Work instruction: An exact transcription of the lines below, from the first through the one containing "use crate::core::config::EngineConfig;", is the only output wanted.

Source data:
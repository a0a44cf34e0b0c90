//! Engine: one tick = enter -> mask -> execute -> exit -> collapse? -> reward? -> advance
//!
//! The engine owns every piece of cell and cycle state. Instances share
//! nothing, so clusters are simply separate engines with distinct cluster ids.
//! `tick` takes `&mut self`; callers own serialisation.

use std::collections::BTreeSet;
use serde::Serialize;
use serde_json::json;

use crate::{CELL_COUNT, PHASE_COUNT, SENTINEL_HASH, VERSION};
use crate::core::collapse::{collapse, make_constraint, make_proposal};
use crate::core::config::EngineConfig;
use crate::core::hasher::hash_value;
use crate::core::kernels::execute;
use crate::core::lattice::Barrier;
use crate::core::masking::{compute_masks, MaskContext};
use crate::core::proof::{inputs_hash, make_event, outputs_hash, tokens_hash};
use crate::core::registry::build_cells;
use crate::core::reward::propagate;
use crate::types::{
    Answer, Cell, EngineError, Frame, GlobalState, Lane, Phase, RewardRecord, TickInput,
};

/// Summary of one tick
#[derive(Debug, Clone, PartialEq, Serialize)]
pub struct TickReport {
    pub tick: u64,
    pub phase: Phase,
    pub mask_bits: u32,
    /// Executed cell ids, ascending
    pub executed: Vec<u8>,
    pub answer: Option<Answer>,
    pub reward: Option<RewardRecord>,
}

/// The micro-execution engine
#[derive(Debug)]
pub struct Engine {
    config: EngineConfig,
    cells: [Cell; CELL_COUNT],
    global: GlobalState,
    barrier: Barrier,
    frames: Vec<Frame>,
    last_answer: Option<Answer>,
    /// Cycle index (tick / 6) of `last_answer`
    answer_cycle: Option<u64>,
    prev_cluster_id: Option<u32>,
    /// Raised when a state-writing kernel changed state; consumed by the next mask
    state_mutated: bool,
    last_proof_hash: String,
}

impl Engine {
    /// Build an engine. Configuration errors are fatal here.
    pub fn new(config: EngineConfig) -> Result<Self, EngineError> {
        config.validate()?;
        let cells = build_cells(&config.profile_table(), config.learning_rate)?;
        let global = GlobalState::new(config.cluster_id, config.cluster_count);

        let header = Frame::Header {
            version: VERSION.to_string(),
            policy_hash: config.policy_hash.clone(),
            cell_count: CELL_COUNT as u32,
            cluster_id: config.cluster_id,
            cluster_count: config.cluster_count,
        };

        Ok(Self {
            config,
            cells,
            global,
            barrier: Barrier::new(),
            frames: vec![header],
            last_answer: None,
            answer_cycle: None,
            prev_cluster_id: None,
            state_mutated: false,
            last_proof_hash: SENTINEL_HASH.to_string(),
        })
    }

    /// Default configuration for one cluster
    pub fn for_cluster(cluster_id: u32) -> Result<Self, EngineError> {
        Self::new(EngineConfig::for_cluster(cluster_id, 1))
    }

    /// Advance one tick
    pub fn tick(&mut self, input: &TickInput) -> Result<TickReport, EngineError> {
        input.validate()?;

        let tick = self.global.tick;
        let phase = self.global.phase;
        let policy_hash = self.config.policy_hash.clone();

        self.global.apply(input);
        let cluster_changed = self.prev_cluster_id != Some(input.cluster_id);

        self.frames.push(Frame::PhaseEnter { tick, phase });

        // Mask
        let ctx = MaskContext {
            tick,
            phase,
            cluster_changed,
            answer_exists: self.last_answer.is_some(),
            state_mutated: self.state_mutated,
        };
        let masks = compute_masks(&self.cells, &ctx);
        self.frames.push(Frame::Mask {
            tick,
            phase,
            bits: masks.bits,
            masked: masks.entries(),
        });
        self.state_mutated = false;
        self.prev_cluster_id = Some(input.cluster_id);

        // Execute eligible cells in ascending id order
        let tokens_hash = tokens_hash(&self.global.tokens);
        let mut evidence = BTreeSet::new();
        let mut proposals = Vec::new();
        let mut constraints = Vec::new();
        let mut executed = Vec::new();

        for id in 0..CELL_COUNT {
            if !masks.is_eligible(id as u8) {
                continue;
            }

            let inputs = inputs_hash(&self.cells[id], &self.global, &tokens_hash);
            let execution = execute(&mut self.cells[id], &self.global);
            if execution.state_changed {
                self.state_mutated = true;
            }

            let cell = &self.cells[id];
            let outputs = outputs_hash(cell, execution.signal);
            match cell.profile().lane {
                Lane::Evidence => {
                    evidence.insert(outputs.clone());
                }
                Lane::Proposal => proposals.push(make_proposal(
                    cell,
                    &outputs,
                    execution.signal,
                    self.global.entropy,
                )),
                Lane::Constraint => constraints.push(make_constraint(cell, execution.signal)),
                Lane::Control => {}
            }

            let event = make_event(&self.global, cell, execution.signal, inputs, outputs.clone(), &policy_hash);
            self.last_proof_hash = event.proof_hash.clone();
            self.frames.push(Frame::Proof(event));
            self.cells[id].last_output_hash = Some(outputs);
            executed.push(id as u8);
        }

        self.frames.push(Frame::PhaseExit { tick, phase });

        tracing::debug!(
            tick,
            phase = phase.name(),
            mask = masks.bits,
            executed = executed.len(),
            "tick executed"
        );

        let cycle = tick / PHASE_COUNT as u64;

        // Collapse at decide exit
        let mut answer = None;
        if phase == Phase::Decide {
            let emitted = collapse(tick, &proposals, &constraints, &evidence, &policy_hash);
            tracing::info!(
                tick,
                proposal = %emitted.proposal_hash,
                proof = %emitted.proof_hash,
                "answer emitted"
            );
            self.last_proof_hash = emitted.proof_hash.clone();
            self.frames.push(Frame::Answer(emitted.clone()));
            self.last_answer = Some(emitted.clone());
            self.answer_cycle = Some(cycle);
            answer = Some(emitted);
        }

        // Reward at reflect exit, only for this cycle's answer
        let mut reward = None;
        if phase == Phase::Reflect && self.answer_cycle == Some(cycle) {
            if let Some(current) = &self.last_answer {
                let record = propagate(
                    tick,
                    current,
                    self.global.entropy,
                    &executed,
                    &mut self.cells,
                    &evidence,
                    self.config.decay,
                    &policy_hash,
                );
                self.last_proof_hash = record.proof_hash.clone();
                self.frames.push(Frame::Reward(record.clone()));
                reward = Some(record);
            }
        }

        // Advance, bracketed by the barrier
        let next = phase.advance(1);
        self.barrier.open(hash_value(&json!({
            "tick": tick,
            "from": phase.name(),
            "to": next.name(),
        })))?;
        self.global.phase = next;
        self.barrier.release()?;
        self.global.tick += 1;

        Ok(TickReport {
            tick,
            phase,
            mask_bits: masks.bits,
            executed,
            answer,
            reward,
        })
    }

    /// Run a sequence of inputs, one tick each
    pub fn run(&mut self, inputs: &[TickInput]) -> Result<Vec<TickReport>, EngineError> {
        inputs.iter().map(|input| self.tick(input)).collect()
    }

    /// Run `ticks` ticks on the same input
    pub fn run_constant(&mut self, input: &TickInput, ticks: u64) -> Result<Vec<TickReport>, EngineError> {
        (0..ticks).map(|_| self.tick(input)).collect()
    }

    /// Frames emitted so far (no End frame)
    pub fn frames(&self) -> &[Frame] {
        &self.frames
    }

    /// The End frame for the log as it stands
    pub fn end_frame(&self) -> Frame {
        Frame::End {
            tick: self.global.tick,
            last_proof_hash: self.last_proof_hash.clone(),
        }
    }

    /// Copy of the log closed with an End frame
    pub fn sealed_log(&self) -> Vec<Frame> {
        let mut frames = self.frames.clone();
        frames.push(self.end_frame());
        frames
    }

    /// Consume the engine and return its closed log
    pub fn into_log(mut self) -> Vec<Frame> {
        let end = self.end_frame();
        self.frames.push(end);
        self.frames
    }

    pub fn cells(&self) -> &[Cell; CELL_COUNT] {
        &self.cells
    }

    pub fn cell(&self, id: u8) -> Option<&Cell> {
        self.cells.get(id as usize)
    }

    pub fn global(&self) -> &GlobalState {
        &self.global
    }

    pub fn config(&self) -> &EngineConfig {
        &self.config
    }

    /// Next tick to run
    pub fn current_tick(&self) -> u64 {
        self.global.tick
    }

    /// Phase the next tick will run in
    pub fn phase(&self) -> Phase {
        self.global.phase
    }

    pub fn last_answer(&self) -> Option<&Answer> {
        self.last_answer.as_ref()
    }

    pub fn last_proof_hash(&self) -> &str {
        &self.last_proof_hash
    }
}

// =============================================================================
// TESTS
// =============================================================================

Answer box:
repository a0a44cf34e0b0c90
//! Engine: one tick = enter -> mask -> execute -> exit -> collapse? -> reward? -> advance
//!
//! The engine owns every piece of cell and cycle state. Instances share
//! nothing, so clusters are simply separate engines with distinct cluster ids.
//! `tick` takes `&mut self`; callers own serialisation.

use std::collections::BTreeSet;
use serde::Serialize;
use serde_json::json;

use crate::{CELL_COUNT, PHASE_COUNT, SENTINEL_HASH, VERSION};
use crate::core::collapse::{collapse, make_constraint, make_proposal};
use crate::core::config::EngineConfig;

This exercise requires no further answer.